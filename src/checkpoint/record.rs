//! Processing record type

use crate::key::ResourceKey;
use chrono::{DateTime, NaiveDateTime, Utc};
use serde::{Deserialize, Deserializer, Serialize};

/// Naive layouts accepted for `dt`, read as UTC
const NAIVE_TIMESTAMP_FORMATS: [&str; 2] = ["%Y-%m-%dT%H:%M:%S%.f", "%Y-%m-%d %H:%M:%S%.f"];

/// One processed resource, written after its handler returned
///
/// Records are append-only. The resource type is not stored on the record itself;
/// the store partitions records by type.
#[derive(Debug, Clone, PartialEq, Eq, Serialize, Deserialize)]
pub struct ProcessingRecord {
    #[serde(rename = "id")]
    resource_key: ResourceKey,
    #[serde(rename = "dt", deserialize_with = "deserialize_timestamp")]
    processed_at: DateTime<Utc>,
    #[serde(rename = "s")]
    success: bool,
    /// Store-wide write sequence, breaks ties between equal timestamps
    #[serde(default)]
    seq: u64,
}

impl ProcessingRecord {
    /// Create a record
    pub fn new(resource_key: ResourceKey, processed_at: DateTime<Utc>, success: bool, seq: u64) -> Self {
        Self {
            resource_key,
            processed_at,
            success,
            seq,
        }
    }

    /// Key of the processed resource
    pub fn resource_key(&self) -> ResourceKey {
        self.resource_key
    }

    /// When the handler finished
    pub fn processed_at(&self) -> DateTime<Utc> {
        self.processed_at
    }

    /// Whether the handler succeeded
    pub fn success(&self) -> bool {
        self.success
    }

    /// Write sequence number
    pub fn seq(&self) -> u64 {
        self.seq
    }

    pub(crate) fn set_seq(&mut self, seq: u64) {
        self.seq = seq;
    }

    /// Ordering used to pick the checkpoint: timestamp first, then write sequence
    pub fn recency(&self) -> (DateTime<Utc>, u64) {
        (self.processed_at, self.seq)
    }
}

/// Parse a checkpoint timestamp
///
/// RFC 3339 with an offset, or a naive ISO date-time (`T` or space separator)
/// taken to be UTC.
pub fn parse_timestamp(raw: &str) -> Option<DateTime<Utc>> {
    let raw = raw.trim();
    if let Ok(dt) = DateTime::parse_from_rfc3339(raw) {
        return Some(dt.with_timezone(&Utc));
    }
    NAIVE_TIMESTAMP_FORMATS
        .iter()
        .find_map(|format| NaiveDateTime::parse_from_str(raw, format).ok())
        .map(|naive| naive.and_utc())
}

fn deserialize_timestamp<'de, D>(deserializer: D) -> Result<DateTime<Utc>, D::Error>
where
    D: Deserializer<'de>,
{
    let raw = String::deserialize(deserializer)?;
    parse_timestamp(&raw)
        .ok_or_else(|| serde::de::Error::custom(format!("invalid timestamp: {raw:?}")))
}
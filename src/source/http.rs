//! HTTP transport for the order desk API
//!
//! Provides one client for all API interactions with:
//! - Bearer token authentication, cached until the API rejects it
//! - Retry with exponential backoff on network errors, 429 and 5xx
//! - 404 mapped to `Ok(None)` so callers can tell "not there" from "broken"

use reqwest::{Client, Method, StatusCode};
use serde_json::Value;
use tokio::sync::RwLock;
use tracing::{debug, info, warn};

use super::config::{calculate_backoff, ApiConfig};
use super::parser;
use super::{SourceError, SourceResult};
use crate::metrics::{self, RequestTimer};

/// Authenticated client for the order desk API
///
/// Constructed explicitly and shared through an `Arc` by every source that needs it.
pub struct ApiClient {
    client: Client,
    config: ApiConfig,
    token: RwLock<Option<String>>,
}

impl ApiClient {
    /// Create a client with its own connection pool
    pub fn new(config: ApiConfig) -> SourceResult<Self> {
        let client = Client::builder()
            .timeout(config.timeout)
            .user_agent(config.user_agent.clone())
            .build()
            .map_err(|e| SourceError::Network(format!("Failed to build HTTP client: {e}")))?;
        Ok(Self::with_client(client, config))
    }

    /// Create a client around an existing `reqwest::Client`
    pub fn with_client(client: Client, config: ApiConfig) -> Self {
        Self {
            client,
            config,
            token: RwLock::new(None),
        }
    }

    /// Connection settings
    pub fn config(&self) -> &ApiConfig {
        &self.config
    }

    /// Log in and cache the returned token
    ///
    /// # Errors
    /// [`SourceError::Authentication`] if no credentials are configured or the API
    /// rejects them.
    pub async fn authenticate(&self) -> SourceResult<String> {
        let credentials = self.config.credentials.as_ref().ok_or_else(|| {
            SourceError::Authentication("no credentials configured".to_string())
        })?;

        let url = self.config.url(&self.config.auth_path);
        debug!(url = %url, username = %credentials.username, "Requesting API token");

        let response = self
            .client
            .post(&url)
            .json(&serde_json::json!({
                "username": credentials.username,
                "password": credentials.password,
            }))
            .send()
            .await
            .map_err(|e| SourceError::Network(e.to_string()))?;

        let status = response.status();
        if !status.is_success() {
            let body = response.text().await.unwrap_or_default();
            return Err(SourceError::Authentication(format!("{status}: {body}")));
        }

        let body: Value = response
            .json()
            .await
            .map_err(|e| SourceError::Parse(format!("Invalid token response: {e}")))?;
        let token = parser::parse_token(&body)?;

        *self.token.write().await = Some(token.clone());
        info!(username = %credentials.username, "Authenticated with API");
        Ok(token)
    }

    /// Forget the cached token so the next request logs in again
    pub async fn invalidate_token(&self) {
        *self.token.write().await = None;
    }

    /// Token for the next request, logging in if needed
    async fn bearer(&self) -> SourceResult<Option<String>> {
        if self.config.credentials.is_none() {
            return Ok(None);
        }
        if let Some(token) = self.token.read().await.clone() {
            return Ok(Some(token));
        }
        self.authenticate().await.map(Some)
    }

    /// GET a path, `Ok(None)` on 404
    pub async fn fetch(&self, path: &str, params: &[(&str, String)]) -> SourceResult<Option<Value>> {
        self.request(Method::GET, path, params, None).await
    }

    /// Send a request and decode its JSON body
    ///
    /// Returns `Ok(None)` for 404 and `Ok(Some(Value::Null))` for an empty body.
    pub async fn request(
        &self,
        method: Method,
        path: &str,
        params: &[(&str, String)],
        body: Option<&Value>,
    ) -> SourceResult<Option<Value>> {
        let url = self.config.url(path);
        let max_retries = self.config.max_retries;
        let mut last_error = None;

        for attempt in 0..=max_retries {
            let token = self.bearer().await?;
            let mut builder = self.client.request(method.clone(), &url).query(params);
            if let Some(token) = &token {
                builder = builder.bearer_auth(token);
            }
            if let Some(body) = body {
                builder = builder.json(body);
            }

            debug!(method = %method, url = %url, params = params.len(), attempt = attempt + 1, "Sending API request");
            let timer = RequestTimer::start(path, attempt + 1);

            let response = match builder.send().await {
                Ok(resp) => resp,
                Err(e) => {
                    timer.network_error();
                    warn!(
                        "Network error on attempt {}/{}: {}",
                        attempt + 1,
                        max_retries + 1,
                        e
                    );
                    last_error = Some(SourceError::Network(e.to_string()));
                    if attempt < max_retries {
                        self.backoff(attempt).await;
                        continue;
                    }
                    break;
                }
            };

            let status = response.status();
            timer.finish(status.as_u16());

            if status == StatusCode::NOT_FOUND {
                debug!(url = %url, "Resource not found");
                return Ok(None);
            }

            if status == StatusCode::UNAUTHORIZED || status == StatusCode::FORBIDDEN {
                self.invalidate_token().await;
                let text = response.text().await.unwrap_or_default();
                return Err(SourceError::AuthExpired(format!("{status}: {text}")));
            }

            if status == StatusCode::TOO_MANY_REQUESTS {
                warn!(
                    "Rate limit error (429) on attempt {}/{}",
                    attempt + 1,
                    max_retries + 1
                );
                last_error = Some(SourceError::RateLimitExceeded);
                if attempt < max_retries {
                    self.backoff(attempt).await;
                    continue;
                }
                break;
            }

            if status.is_server_error() {
                warn!(
                    "Server error {} on attempt {}/{}",
                    status,
                    attempt + 1,
                    max_retries + 1
                );
                last_error = Some(SourceError::Http(format!("Server error: {status}")));
                if attempt < max_retries {
                    self.backoff(attempt).await;
                    continue;
                }
                break;
            }

            if status.is_client_error() {
                let text = response
                    .text()
                    .await
                    .unwrap_or_else(|_| "Unknown error".to_string());
                return Err(SourceError::Http(format!("Client error {status}: {text}")));
            }

            let bytes = response
                .bytes()
                .await
                .map_err(|e| SourceError::Network(format!("Failed to read response body: {e}")))?;
            if bytes.is_empty() {
                return Ok(Some(Value::Null));
            }
            return serde_json::from_slice(&bytes)
                .map(Some)
                .map_err(|e| SourceError::Parse(format!("Failed to decode response: {e}")));
        }

        Err(last_error.unwrap_or_else(|| SourceError::Network("All retries exhausted".to_string())))
    }

    async fn backoff(&self, attempt: u32) {
        let delay = calculate_backoff(self.config.initial_backoff, attempt);
        metrics::record_retry_backoff(delay, attempt + 1);
        debug!("Retrying after {:?}", delay);
        tokio::time::sleep(delay).await;
    }
}
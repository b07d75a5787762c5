//! Listener: fetch, handle, record

use super::handler::Handler;
use super::ListenerError;
use crate::checkpoint::SharedStore;
use crate::key::{Keyed, ResourceKey, ResourceType};
use crate::metrics;
use crate::source::ResourceSource;
use async_trait::async_trait;
use futures::FutureExt;
use std::panic::AssertUnwindSafe;
use tracing::{debug, info, warn};

/// Polls one resource source and advances its checkpoint
///
/// The starting point used when the store has no checkpoint is resolved on first
/// use and kept in memory for the lifetime of the listener.
pub struct Listener<S, H> {
    resource_type: ResourceType,
    source: S,
    store: SharedStore,
    handler: H,
    default_key: Option<ResourceKey>,
    resolved_default: Option<ResourceKey>,
}

impl<S, H> Listener<S, H>
where
    S: ResourceSource,
    H: Handler<S::Resource>,
{
    /// Create a listener checkpointed under the source's resource type
    pub fn new(source: S, store: SharedStore, handler: H) -> Self {
        Self {
            resource_type: source.resource_type(),
            source,
            store,
            handler,
            default_key: None,
            resolved_default: None,
        }
    }

    /// Start after `key` when no checkpoint exists, instead of after the newest resource
    pub fn with_default_key(mut self, key: ResourceKey) -> Self {
        self.default_key = Some(key);
        self
    }

    /// Store checkpoints under a different resource type name
    pub fn with_resource_type(mut self, resource_type: ResourceType) -> Self {
        self.resource_type = resource_type;
        self
    }

    /// Resource type this listener checkpoints under
    pub fn resource_type(&self) -> &ResourceType {
        &self.resource_type
    }

    /// The underlying source
    pub fn source(&self) -> &S {
        &self.source
    }

    /// Key to start after when the store has no checkpoint
    ///
    /// The supplied default if there is one, otherwise the newest key in the source,
    /// otherwise the zero key. Computed once; the source is not asked again.
    pub async fn resolved_default(&mut self) -> Result<ResourceKey, ListenerError> {
        if let Some(key) = self.resolved_default {
            return Ok(key);
        }

        let key = match self.default_key {
            Some(key) => key,
            None => match self.source.most_recent_key().await? {
                Some(key) => key,
                None => self.source.key_kind().zero(),
            },
        };

        info!(
            resource_type = %self.resource_type,
            key = %key,
            "Resolved starting point"
        );
        self.resolved_default = Some(key);
        Ok(key)
    }

    /// Forget the resolved default so it is computed again on next use
    pub fn reset_default(&mut self) {
        self.resolved_default = None;
    }

    /// Current checkpoint, falling back to the resolved default
    pub async fn checkpoint(&mut self) -> Result<ResourceKey, ListenerError> {
        let stored = self.store.lock().await.last_processed(&self.resource_type);
        match stored {
            Some(key) => Ok(key),
            None => self.resolved_default().await,
        }
    }

    /// Process at most one new resource
    ///
    /// Returns `Ok(true)` if a resource was handled and recorded, `Ok(false)` when
    /// caught up. Handler errors and panics are recorded as failures, not returned.
    pub async fn poll_once(&mut self) -> Result<bool, ListenerError> {
        let checkpoint = self.checkpoint().await?;

        let candidate = match self.source.fetch_after(&checkpoint).await? {
            Some(candidate) => candidate,
            None => {
                debug!(
                    resource_type = %self.resource_type,
                    checkpoint = %checkpoint,
                    "Caught up"
                );
                return Ok(false);
            }
        };

        let key = candidate.unique_identifier();
        if key == checkpoint {
            warn!(
                resource_type = %self.resource_type,
                key = %key,
                "Source returned the checkpoint itself, treating as caught up"
            );
            return Ok(false);
        }

        let outcome = AssertUnwindSafe(self.handler.handle(&candidate))
            .catch_unwind()
            .await;
        let success = match outcome {
            Ok(Ok(())) => true,
            Ok(Err(e)) => {
                warn!(
                    resource_type = %self.resource_type,
                    key = %key,
                    error = format!("{e:#}"),
                    "Handler failed, resource will not be retried"
                );
                false
            }
            Err(_) => {
                warn!(
                    resource_type = %self.resource_type,
                    key = %key,
                    "Handler panicked, resource will not be retried"
                );
                false
            }
        };

        self.store
            .lock()
            .await
            .record(&self.resource_type, key, success)?;
        metrics::record_resource_processed(self.resource_type.as_str(), success);

        info!(
            resource_type = %self.resource_type,
            key = %key,
            success,
            "Processed resource"
        );
        Ok(true)
    }

    /// Poll until caught up, returning how many resources were processed
    pub async fn listen(&mut self) -> Result<u64, ListenerError> {
        let mut processed = 0;
        while self.poll_once().await? {
            processed += 1;
        }
        Ok(processed)
    }
}

/// Object-safe view of a listener for the driver
#[async_trait]
pub trait Listen: Send {
    /// Resource type being listened for
    fn resource_type(&self) -> &ResourceType;

    /// Drain until caught up
    async fn listen(&mut self) -> Result<u64, ListenerError>;
}

#[async_trait]
impl<S, H> Listen for Listener<S, H>
where
    S: ResourceSource,
    H: Handler<S::Resource>,
{
    fn resource_type(&self) -> &ResourceType {
        &self.resource_type
    }

    async fn listen(&mut self) -> Result<u64, ListenerError> {
        Listener::listen(self).await
    }
}
//! Listen command: wire sources, listeners and the driver together

use super::{Cli, CliError, OutputFormat};
use crate::checkpoint::CheckpointStore;
use crate::key::{KeyKind, ResourceKey};
use crate::listener::driver::DEFAULT_INTERVAL_SECS;
use crate::listener::{Driver, Listener};
use crate::metrics;
use crate::shutdown::SharedShutdown;
use crate::source::{ApiClient, OrderSource, QuoteSource};
use crate::{Order, Quote};
use clap::Parser;
use serde::Serialize;
use std::net::SocketAddr;
use std::sync::Arc;
use std::time::Duration;
use tracing::{info, warn};

/// Arguments for the listen command
#[derive(Parser, Debug)]
pub struct ListenArgs {
    /// Seconds to sleep between polling cycles
    #[arg(long, default_value_t = DEFAULT_INTERVAL_SECS, value_parser = clap::value_parser!(u64).range(1..))]
    pub interval: u64,

    /// Run a single cycle and exit
    #[arg(long, default_value_t = false)]
    pub once: bool,

    /// Listen for new orders (default)
    #[arg(long, overrides_with = "no_orders")]
    pub orders: bool,

    /// Do not listen for orders
    #[arg(long = "no-orders", overrides_with = "orders")]
    pub no_orders: bool,

    /// Listen for new quotes and quote revisions
    #[arg(long, default_value_t = false)]
    pub quotes: bool,

    /// Start after this order number when there is no checkpoint yet
    #[arg(long)]
    pub order_start: Option<u64>,

    /// Extra order numbers to probe past a missing one
    #[arg(long, default_value_t = 0)]
    pub order_lookahead: u64,

    /// Start after this quote (`number` or `number:revision`) when there is no checkpoint yet
    #[arg(long)]
    pub quote_start: Option<String>,

    /// Serve Prometheus metrics on this address, e.g. 127.0.0.1:9090
    #[arg(long)]
    pub metrics_addr: Option<SocketAddr>,
}

impl ListenArgs {
    /// Whether the order listener is enabled
    pub fn listen_orders(&self) -> bool {
        !self.no_orders
    }

    /// Execute the listen command
    pub async fn execute(&self, cli: &Cli, shutdown: SharedShutdown) -> Result<(), CliError> {
        if !self.listen_orders() && !self.quotes {
            return Err(CliError::InvalidArgument(
                "nothing to listen for; enable --orders or --quotes".to_string(),
            ));
        }

        let quote_start = self
            .quote_start
            .as_deref()
            .map(|s| ResourceKey::parse(s, KeyKind::Revisioned))
            .transpose()?;

        if let Some(addr) = self.metrics_addr {
            metrics::init_metrics(addr)?;
        }

        let client = Arc::new(ApiClient::new(cli.api_config()?)?);
        let store = CheckpointStore::open_shared(&cli.checkpoint_file)?;
        let output_format = cli.output_format;

        let mut driver = Driver::new(Duration::from_secs(self.interval))
            .run_once(self.once)
            .with_shutdown(shutdown);

        if self.listen_orders() {
            let source = OrderSource::new(client.clone()).with_lookahead(self.order_lookahead);
            let mut listener = Listener::new(source, store.clone(), move |order: &Order| {
                if let Err(e) = order.validate() {
                    warn!(number = order.number, error = %e, "Order failed validation");
                }
                emit("order", order, output_format)
            });
            if let Some(start) = self.order_start {
                listener = listener.with_default_key(ResourceKey::Number(start));
            }
            driver.add_listener(listener);
        }

        if self.quotes {
            let mut listener = Listener::new(QuoteSource::new(client), store, move |quote: &Quote| {
                if let Err(e) = quote.validate() {
                    warn!(number = quote.number, error = %e, "Quote failed validation");
                }
                emit("quote", quote, output_format)
            });
            if let Some(start) = quote_start {
                listener = listener.with_default_key(start);
            }
            driver.add_listener(listener);
        }

        info!(
            checkpoint_file = %cli.checkpoint_file.display(),
            listeners = driver.len(),
            "Starting listeners"
        );
        driver.run().await?;
        Ok(())
    }
}

/// One line of `--output-format json` output
#[derive(Serialize)]
struct Event<'a, T> {
    #[serde(rename = "type")]
    kind: &'a str,
    resource: &'a T,
}

/// Print one new resource to stdout
fn emit<T: Serialize>(kind: &str, resource: &T, format: OutputFormat) -> anyhow::Result<()> {
    match format {
        OutputFormat::Json => {
            println!("{}", serde_json::to_string(&Event { kind, resource })?);
        }
        OutputFormat::Human => {
            println!("new {kind}: {}", serde_json::to_string(resource)?);
        }
    }
    Ok(())
}
//! Integration tests for listener delivery guarantees

use crate::support::memory_source::{MemorySource, Ticket};
use order_desk_client::checkpoint::{CheckpointStore, SharedStore};
use order_desk_client::listener::Listener;
use order_desk_client::{ResourceKey, ResourceType};
use std::path::Path;
use std::sync::{Arc, Mutex};
use tempfile::TempDir;

fn ticket_type() -> ResourceType {
    ResourceType::parse("Ticket").unwrap()
}

fn open(path: &Path) -> SharedStore {
    CheckpointStore::open_shared(path.join("checkpoints.json")).unwrap()
}

/// Handler that remembers every key it was given and fails on `fail_on`
fn recorder(
    seen: Arc<Mutex<Vec<u64>>>,
    fail_on: Option<u64>,
) -> impl Fn(&Ticket) -> anyhow::Result<()> + Send + Sync {
    move |ticket: &Ticket| {
        seen.lock().unwrap().push(ticket.0);
        if Some(ticket.0) == fail_on {
            anyhow::bail!("ticket {} is poisoned", ticket.0);
        }
        Ok(())
    }
}

#[tokio::test]
async fn test_each_key_handled_once_in_order() {
    let dir = TempDir::new().unwrap();
    let store = open(dir.path());
    let source = MemorySource::with_keys(1..=5);
    let seen = Arc::new(Mutex::new(Vec::new()));

    let mut listener = Listener::new(source, store.clone(), recorder(seen.clone(), Some(2)))
        .with_default_key(ResourceKey::Number(0));

    assert_eq!(listener.listen().await.unwrap(), 5);
    assert_eq!(*seen.lock().unwrap(), vec![1, 2, 3, 4, 5]);

    // Draining again delivers nothing new
    assert_eq!(listener.listen().await.unwrap(), 0);
    assert_eq!(seen.lock().unwrap().len(), 5);

    let store = store.lock().await;
    let outcomes: Vec<bool> = store
        .records(&ticket_type())
        .iter()
        .map(|r| r.success())
        .collect();
    assert_eq!(outcomes, vec![true, false, true, true, true]);
}

#[tokio::test]
async fn test_restart_resumes_after_checkpoint() {
    let dir = TempDir::new().unwrap();
    {
        let store = open(dir.path());
        let mut store = store.lock().await;
        for key in 1..=5 {
            store.record(&ticket_type(), ResourceKey::Number(key), true).unwrap();
        }
    }

    // New process: store reopened from disk, fresh listener
    let store = open(dir.path());
    let source = MemorySource::with_keys(1..=7);
    let seen = Arc::new(Mutex::new(Vec::new()));
    let mut listener = Listener::new(source.clone(), store, recorder(seen.clone(), None));

    assert_eq!(listener.listen().await.unwrap(), 2);
    assert_eq!(*seen.lock().unwrap(), vec![6, 7]);
    // An existing checkpoint means the default is never needed
    assert_eq!(source.most_recent_calls(), 0);
}

#[tokio::test]
async fn test_default_resolution_queries_source_once() {
    let dir = TempDir::new().unwrap();
    let source = MemorySource::with_keys(1..=3);
    let seen = Arc::new(Mutex::new(Vec::new()));
    let mut listener = Listener::new(source.clone(), open(dir.path()), recorder(seen.clone(), None));

    assert_eq!(listener.resolved_default().await.unwrap(), ResourceKey::Number(3));
    assert!(!listener.poll_once().await.unwrap());
    assert_eq!(listener.resolved_default().await.unwrap(), ResourceKey::Number(3));
    assert_eq!(source.most_recent_calls(), 1);

    // Resources created after the first poll are delivered
    source.insert([4]);
    assert!(listener.poll_once().await.unwrap());
    assert_eq!(*seen.lock().unwrap(), vec![4]);
    assert_eq!(source.most_recent_calls(), 1);
}

#[tokio::test]
async fn test_handler_failure_advances_checkpoint() {
    let dir = TempDir::new().unwrap();
    let store = open(dir.path());
    let source = MemorySource::with_keys(1..=4);
    let seen = Arc::new(Mutex::new(Vec::new()));
    let mut listener = Listener::new(source, store.clone(), recorder(seen.clone(), Some(3)))
        .with_default_key(ResourceKey::Number(2));

    assert!(listener.poll_once().await.unwrap());
    assert_eq!(
        store.lock().await.last_processed(&ticket_type()),
        Some(ResourceKey::Number(3))
    );

    assert!(listener.poll_once().await.unwrap());
    assert_eq!(*seen.lock().unwrap(), vec![3, 4]);
}

#[tokio::test]
async fn test_not_found_ends_drain_without_extra_fetch() {
    let dir = TempDir::new().unwrap();
    let source = MemorySource::with_keys([1, 2]);
    let seen = Arc::new(Mutex::new(Vec::new()));
    let mut listener = Listener::new(source.clone(), open(dir.path()), recorder(seen, None))
        .with_default_key(ResourceKey::Number(0));

    assert_eq!(listener.listen().await.unwrap(), 2);
    // Fetches for 1, 2 and the NotFound for 3; nothing after that
    assert_eq!(source.fetch_calls(), 3);
}

#[tokio::test]
async fn test_transport_error_leaves_checkpoint_for_next_cycle() {
    let dir = TempDir::new().unwrap();
    let store = open(dir.path());
    let source = MemorySource::with_keys([1, 2]);
    let seen = Arc::new(Mutex::new(Vec::new()));
    let mut listener = Listener::new(source.clone(), store.clone(), recorder(seen.clone(), None))
        .with_default_key(ResourceKey::Number(0));

    source.set_offline(true);
    let err = listener.listen().await.unwrap_err();
    assert!(!err.is_fatal());
    assert!(store.lock().await.records(&ticket_type()).is_empty());

    source.set_offline(false);
    assert_eq!(listener.listen().await.unwrap(), 2);
    assert_eq!(*seen.lock().unwrap(), vec![1, 2]);
}

#[tokio::test]
async fn test_composite_checkpoint_follows_timestamps() {
    let dir = TempDir::new().unwrap();
    let store = open(dir.path());
    let mut store = store.lock().await;
    let quote = ResourceType::quote();
    let later = chrono::Utc::now();
    let earlier = later - chrono::Duration::minutes(5);

    store
        .record_at(&quote, ResourceKey::Revision(11, Some(2)), true, earlier)
        .unwrap();
    store
        .record_at(&quote, ResourceKey::Revision(10, None), true, later)
        .unwrap();

    assert_eq!(store.last_processed(&quote), Some(ResourceKey::Revision(10, None)));
}

#[tokio::test]
async fn test_empty_source_then_three_resources() {
    let dir = TempDir::new().unwrap();
    let store = open(dir.path());
    let source = MemorySource::default();
    let seen = Arc::new(Mutex::new(Vec::new()));
    let mut listener = Listener::new(source.clone(), store.clone(), recorder(seen.clone(), None));

    assert_eq!(listener.resolved_default().await.unwrap(), ResourceKey::Number(0));

    source.insert([1, 2, 3]);
    assert!(listener.poll_once().await.unwrap());
    assert!(listener.poll_once().await.unwrap());
    assert!(listener.poll_once().await.unwrap());
    assert!(!listener.poll_once().await.unwrap());
    assert_eq!(*seen.lock().unwrap(), vec![1, 2, 3]);

    let store = store.lock().await;
    let records = store.records(&ticket_type());
    let keys: Vec<ResourceKey> = records.iter().map(|r| r.resource_key()).collect();
    assert_eq!(
        keys,
        vec![
            ResourceKey::Number(1),
            ResourceKey::Number(2),
            ResourceKey::Number(3)
        ]
    );
    for pair in records.windows(2) {
        assert!(pair[0].recency() < pair[1].recency());
    }
}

────────────────────

> **Brief**
Say how many lines in the entries above contain the string "QuoteSource", offering no other words.

> **Solution for this exercise**
2